I would be more inclined to run the spraybar along the back of the tank, top of your picture. As it is now the flow has to travel the full width of the tank before hitting a wall and being pushed down and back. With the spraybar on the back, you will gain flow rate as the flow has less distance to travel to the front of the tank before being deflected down and to the back.


----------



## GillesF (12 Feb 2012)

spyder said:
			
		

> I would be more inclined to run the spraybar along the back of the tank, top of your picture. As it is now the flow has to travel the full width of the tank before hitting a wall and being pushed down and back. With the spraybar on the back, you will gain flow rate as the flow has less distance to travel to the front of the tank before being deflected down and to the back.

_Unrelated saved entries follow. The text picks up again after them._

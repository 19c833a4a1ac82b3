//! Prompt-hook scripts injected into recorded shells.
//!
//! Each script appends `<unix_timestamp><US><cwd><US><command>` to the
//! capture file on every prompt event, skipping empty lines, consecutive
//! duplicates, and the navigational blocklist. The `[REC] ` prompt prefix
//! shows the user that recording is active.

use std::path::Path;

use gitsavvy_types::Shell;

use super::RecorderError;

/// Render the hook script for a recordable shell.
pub fn hook_script(shell: Shell, capture_file: &Path) -> Result<String, RecorderError> {
    match shell {
        Shell::Bash => Ok(bash_hook(capture_file)),
        Shell::Zsh => Ok(zsh_hook(capture_file)),
        other => Err(RecorderError::UnsupportedShell(other)),
    }
}

fn bash_hook(capture_file: &Path) -> String {
    format!(
        r#"# gitsavvy recording hook
if [ -f "$HOME/.bashrc" ]; then
    . "$HOME/.bashrc"
fi

export GITSAVVY_CAPTURE_FILE='{capture}'

# Seed with the newest inherited history entry so it is not re-recorded.
__gitsavvy_last=$(builtin history 1 | sed 's/^ *[0-9]* *//')

__gitsavvy_record() {{
    local entry
    entry=$(builtin history 1 | sed 's/^ *[0-9]* *//')
    [ -z "$entry" ] && return
    [ "$entry" = "$__gitsavvy_last" ] && return
    __gitsavvy_last=$entry
    case "${{entry%% *}}" in
        cd|pushd|popd|dirs|pwd|ls|la|ll|clear|history|exit|logout|jobs|fg|bg) return ;;
    esac
    printf '%s\037%s\037%s\n' "$(date +%s)" "$PWD" "$entry" >> "$GITSAVVY_CAPTURE_FILE"
}}

PROMPT_COMMAND="__gitsavvy_record${{PROMPT_COMMAND:+;$PROMPT_COMMAND}}"
PS1="[REC] $PS1"
"#,
        capture = capture_file.display()
    )
}

fn zsh_hook(capture_file: &Path) -> String {
    format!(
        r#"# gitsavvy recording hook
export GITSAVVY_CAPTURE_FILE='{capture}'

typeset -g __gitsavvy_last
__gitsavvy_last=$(fc -ln -1 2>/dev/null)

__gitsavvy_record() {{
    local entry
    entry=$(fc -ln -1 2>/dev/null)
    entry="${{entry#"${{entry%%[![:space:]]*}}"}}"
    [ -z "$entry" ] && return
    [ "$entry" = "$__gitsavvy_last" ] && return
    __gitsavvy_last=$entry
    case "${{entry%% *}}" in
        cd|pushd|popd|dirs|pwd|ls|la|ll|clear|history|exit|logout|jobs|fg|bg) return ;;
    esac
    printf '%s\037%s\037%s\n' "$(date +%s)" "$PWD" "$entry" >> "$GITSAVVY_CAPTURE_FILE"
}}

precmd_functions+=(__gitsavvy_record)
PROMPT="[REC] $PROMPT"
"#,
        capture = capture_file.display()
    )
}

#[cfg(test)]
mod tests {
    use super::*;
    use std::path::PathBuf;

    #[test]
    fn bash_hook_wires_prompt_command_and_capture_file() {
        let script = hook_script(Shell::Bash, &PathBuf::from("/tmp/cap.log")).expect("bash hook");
        assert!(script.contains("export GITSAVVY_CAPTURE_FILE='/tmp/cap.log'"));
        assert!(script.contains("PROMPT_COMMAND=\"__gitsavvy_record"));
        assert!(script.contains("PS1=\"[REC] $PS1\""));
        assert!(script.contains("cd|pushd|popd"));
    }

    #[test]
    fn zsh_hook_registers_precmd() {
        let script = hook_script(Shell::Zsh, &PathBuf::from("/tmp/cap.log")).expect("zsh hook");
        assert!(script.contains("precmd_functions+=(__gitsavvy_record)"));
        assert!(script.contains("PROMPT=\"[REC] $PROMPT\""));
    }

    #[test]
    fn non_interactive_shells_are_rejected() {
        assert!(hook_script(Shell::Sh, &PathBuf::from("/tmp/cap.log")).is_err());
        assert!(hook_script(Shell::Pwsh, &PathBuf::from("/tmp/cap.log")).is_err());
    }
}
//! Configuration loading.
//!
//! The config file lives at `<config_dir>/gitsavvy/config.toml`, overridable
//! via `GITSAVVY_CONFIG_PATH`. A missing file yields defaults; a malformed
//! one logs a warning and yields defaults too — the CLI must stay usable
//! with a broken config.

use std::fs;
use std::path::PathBuf;

use dirs_next::config_dir;
use tracing::warn;

use gitsavvy_types::Config;
use gitsavvy_util::expand_tilde;

/// Environment variable overriding the config file location.
pub const CONFIG_PATH_ENV: &str = "GITSAVVY_CONFIG_PATH";

/// Environment variable overriding the repository root.
pub const REPO_ENV: &str = "GITSAVVY_REPO";

/// Default repository location under the user's home.
pub const DEFAULT_REPO: &str = "~/.gitsavvy";

/// Default config file path.
pub fn default_config_path() -> PathBuf {
    config_dir()
        .unwrap_or_else(|| PathBuf::from("."))
        .join("gitsavvy")
        .join("config.toml")
}

/// Load the configuration, falling back to defaults on any problem.
pub fn load_config() -> Config {
    let path = match std::env::var(CONFIG_PATH_ENV) {
        Ok(custom) if !custom.trim().is_empty() => expand_tilde(custom.trim()),
        _ => default_config_path(),
    };

    match fs::read_to_string(&path) {
        Ok(content) => match toml::from_str(&content) {
            Ok(config) => config,
            Err(error) => {
                warn!(path = %path.display(), "malformed config, using defaults: {error}");
                Config::default()
            }
        },
        Err(error) if error.kind() == std::io::ErrorKind::NotFound => Config::default(),
        Err(error) => {
            warn!(path = %path.display(), "unreadable config, using defaults: {error}");
            Config::default()
        }
    }
}

/// Resolve the repository root: `GITSAVVY_REPO`, then the config's `repo`,
/// then `~/.gitsavvy`.
pub fn resolve_repo_root(config: &Config) -> PathBuf {
    if let Ok(custom) = std::env::var(REPO_ENV)
        && !custom.trim().is_empty()
    {
        return expand_tilde(custom.trim());
    }
    if let Some(repo) = &config.repo {
        return expand_tilde(repo.clone());
    }
    expand_tilde(DEFAULT_REPO)
}

#[cfg(test)]
mod tests {
    use super::*;

    #[test]
    fn env_override_wins_for_repo_root() {
        temp_env::with_var(REPO_ENV, Some("/srv/workflows"), || {
            let root = resolve_repo_root(&Config::default());
            assert_eq!(root, PathBuf::from("/srv/workflows"));
        });
    }

    #[test]
    fn config_repo_wins_over_default() {
        temp_env::with_var(REPO_ENV, None::<&str>, || {
            let mut config = Config::default();
            config.repo = Some(PathBuf::from("/data/repo"));
            assert_eq!(resolve_repo_root(&config), PathBuf::from("/data/repo"));
        });
    }

    #[test]
    fn malformed_config_falls_back_to_defaults() {
        let dir = tempfile::tempdir().unwrap();
        let path = dir.path().join("config.toml");
        std::fs::write(&path, "not [valid toml").unwrap();
        temp_env::with_var(CONFIG_PATH_ENV, Some(path.to_str().unwrap()), || {
            let config = load_config();
            assert_eq!(config, Config::default());
        });
    }

    #[test]
    fn config_file_values_are_honored() {
        let dir = tempfile::tempdir().unwrap();
        let path = dir.path().join("config.toml");
        std::fs::write(&path, "[identity]\npath = \"platform/alice\"\n").unwrap();
        temp_env::with_var(CONFIG_PATH_ENV, Some(path.to_str().unwrap()), || {
            let config = load_config();
            assert_eq!(config.identity.path, "platform/alice");
        });
    }
}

I'll probably do that in combination with the Up atomizer.


----------



## Kristoph91 (12 Feb 2012)

When you say mini-canister filter, what is it?
Just being nosey 

Kris


----------



## GillesF (12 Feb 2012)

It's this one:


----------



## Kristoph91 (13 Feb 2012)

Oh I see  thanks for the link.
Is the flow any good on it ?
Sorry for Hijacking the thread   

Kris


----------



## GillesF (14 Feb 2012)

KrisHumphreys1991 said:
			
		

> Oh I see  thanks for the link.
> Is the flow any good on it ?
> Sorry for Hijacking the thread
> 
> Kris



It's not bad but I was expecting more from it. I think bad design slows down the flow. Only paid 25€ for it though ...


----------



## Kristoph91 (14 Feb 2012)

Ah well, I guess you get what you pay for these days. Not a bad price for what it is though.


----------



## GillesF (18 Feb 2012)

KrisHumphreys1991 said:
			
		

> Ah well, I guess you get what you pay for these days. Not a bad price for what it is though.



Yeah, it is much better than my nano internal filter and it has a lot more filter media in it.


----------



## GillesF (19 Feb 2012)

I was able to connect a 12/16 atomizer to the inlet tubing, I'm looking forward to seeing the results. The spraybar is about 9mm, does someone know where I can get a clear 9mm spray bar?


----------